HARSHIL U PARIKHHARSHIL U PARIKH
The reason I asked this question is because I had a trigger on child which updates 4 different fields on parent and I was taking above approach which is to put SOQL in the parameters of FOR loop and it was throwing me an error when I update the actual child record.

So,, then wrote the SOQL outside of loop and it resolved and I am not sure why or how?
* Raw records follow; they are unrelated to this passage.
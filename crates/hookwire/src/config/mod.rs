//! Hook configuration model and loading
//!
//! The configuration is a declarative JSON document mapping lifecycle events
//! to hook names. It is parsed with a schema, never evaluated as code. Each
//! event key accepts either a flat ordered list of hook names or a nested
//! shape appropriate to the event:
//!
//! ```json
//! {
//!   "preToolUse": {
//!     "Bash": { "^(npm\\s+install)\\s+": ["check-package-age"] },
//!     "Read|Write|Edit": { "*": ["audit-file-access"] }
//!   },
//!   "postToolUse": { "Bash": ["scan-output"] },
//!   "stop": ["final-report"],
//!   "preWrite": { "\\.rs$": ["check-rust-style"] },
//!   "postWrite": ["reindex"]
//! }
//! ```
//!
//! Map ordering is significant: matchers, patterns, and hook lists run in the
//! order they are written, so the maps are `IndexMap`s that preserve document
//! order through deserialization.
//!
//! Loading is handled by [`ConfigLoader`], which re-reads the file on every
//! dispatch (edits take effect without restarting the host) and degrades to
//! the empty configuration when no file exists or parsing fails.

use indexmap::IndexMap;
use serde::Deserialize;

mod loader;

pub use loader::ConfigLoader;

/// Ordered map from matcher expression to per-pattern hook lists
pub type MatcherRules = IndexMap<String, IndexMap<String, Vec<String>>>;

/// Rules for the pre-tool-use event
///
/// Either a flat list (run unconditionally) or matcher expression →
/// pattern expression → ordered hook names.
#[derive(Debug, Clone, Deserialize, PartialEq)]
#[serde(untagged)]
pub enum PreToolRules {
    /// Hooks run for every pre-tool-use event
    List(Vec<String>),
    /// Matcher expression → pattern expression → hook names
    Matchers(MatcherRules),
}

/// Rules for the post-tool-use event
///
/// Either a flat list or matcher expression → ordered hook names. Post-tool
/// rules have no pattern layer; the tool has already run.
#[derive(Debug, Clone, Deserialize, PartialEq)]
#[serde(untagged)]
pub enum PostToolRules {
    /// Hooks run for every post-tool-use event
    List(Vec<String>),
    /// Matcher expression → hook names
    Matchers(IndexMap<String, Vec<String>>),
}

/// Rules for the file-write events
///
/// Either a flat list or pattern expression → ordered hook names. The
/// patterns are tested against the event's `file_path` and are always
/// compiled as regex - there is no wildcard shorthand in this context.
#[derive(Debug, Clone, Deserialize, PartialEq)]
#[serde(untagged)]
pub enum WriteRules {
    /// Hooks run for every write event
    List(Vec<String>),
    /// Pattern expression → hook names
    Patterns(IndexMap<String, Vec<String>>),
}

/// The full hook configuration for all lifecycle events
///
/// Every key is optional; an absent key means zero hooks for that event. The
/// empty configuration (all keys absent) is the well-defined degraded state
/// used when no configuration file exists or loading fails.
#[derive(Debug, Clone, Default, Deserialize, PartialEq)]
#[serde(rename_all = "camelCase", default)]
pub struct HookConfig {
    /// Hooks consulted before a tool runs
    pub pre_tool_use: Option<PreToolRules>,
    /// Hooks consulted after a tool runs
    pub post_tool_use: Option<PostToolRules>,
    /// Hooks consulted on session stop
    pub stop: Option<Vec<String>>,
    /// Hooks consulted before a file write
    pub pre_write: Option<WriteRules>,
    /// Hooks consulted after a file write
    pub post_write: Option<WriteRules>,
}

impl HookConfig {
    /// The configuration with zero hooks for every event
    pub fn empty() -> Self {
        Self::default()
    }

    /// Whether no event has any hooks configured
    pub fn is_empty(&self) -> bool {
        self.pre_tool_use.is_none()
            && self.post_tool_use.is_none()
            && self.stop.is_none()
            && self.pre_write.is_none()
            && self.post_write.is_none()
    }
}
I am thinking that if I have SOQL in the parameter of FOR loop then it would fetch only 200 record Is it correct?
Or it would keep fetching 200 records over and over until unless it reaches to the all records?
 
HARSHIL U PARIKHHARSHIL U PARIKH
Another Question,

Let's say I have 100,000 Accounts in instance and each of them have 10 Contacts under their related list means total 100,000 Accounts and 1,000,000 Contacts.
Now If I have a query like below,
List<Account> FetchActs = [Select Id, Name, (Select Id FROM Contact) FROM Account];
what's the output of query / What does the query fetch? 50,000 accounts and 500,000 Contacts?
 
Eric PepinEric Pepin
I believe that the query will attempt to return all Accounts (100,000) and all Contacts (1,000,000) within the Apex code...and will most likely throw an exception: System.LimitException: Too many query rows: 50001. (unless you specifically add a LIMIT clause to you SOQL query)
HARSHIL U PARIKHHARSHIL U PARIKH
Thank you for the replay and knowledge!
But then what's the best practic to write above trigger,

Should I put SOQL inside the parameter of FOR loop and define the limit? If yes, then how?
Or I should take the second approach where I am defining SOQL outside of the FOR loop and set the limit at the end like LIMIT 50,000
Even if I set the limit how would SOQL Query know that there are still another 50,000 pending accounts left and I need to get them as well?
Thank You very much!
Eric PepinEric Pepin
If you know that you need to query/update more than 50K rows, then you may want to try a Batch Job.
When running Scheduled Apex, you can specify a batch value (e.g. 200) and Salesforce will process all records in the specified batch size.
This will allow you to work with large sets of data and avoid Salesforce limits.

In your trigger, you will only be processing the Accounts that are being inserted/updated/deleted.
There will be no way to get around the limitations in this context if you are indeed trying to query more than 50K accounts.
Also, in this particular case, the 'After Update' trigger context is not necessary for this code as performing updates will not change the count of Contacts on an Account.
That can be removed from the trigger declaration if it is not needed elsewhere.
Code example below. (untested, but very similar to your original code)
 
trigger ContactsTotalCount On Contact(after insert, after delete, after undelete) {
    
    Set<Id> accountIds = New Set<Id>();
    for(Contact c : Trigger.IsDelete ? Trigger.Old : Trigger.New) {
        accountIds.add(c.AccountId);
    }
    
    List<Account> accountListToUpdate = New List<Account>();
    for(Account a : [SELECT Id, Total_Contacts__c, (SELECT Id FROM Contacts) FROM Account WHERE Id = :accountIds]) {
        a.Total_Contacts__c = a.Contacts.size();
        accountListToUpdate.add(a);
    }
    
    try{
        if(!accountListToUpdate.isEmpty()) {
        	update accountListToUpdate;    
        }
    }
    catch(Exception e) {
    	system.debug('Thrown Exception is: ' + e.getMessage());
    }
}

 
This was selected as the best answer
HARSHIL U PARIKHHARSHIL U PARIKH
So, In my original question above (the first one at the top), it doesn't matter which approach I would take right?
Whether I write SOQL outside the FOR or inside the FOR It would throw an error if I am inserting 51,000 contacts for single Account correct?
Eric PepinEric Pepin
Your original question was about best practice, and limits aside, the best option is the first option because it uses less Heap.
If we are talking about Limits, then neither approach will allow to circumvent the 50K query row limit.
HARSHIL U PARIKHHARSHIL U PARIKH
Thank you Eric for the valuable information!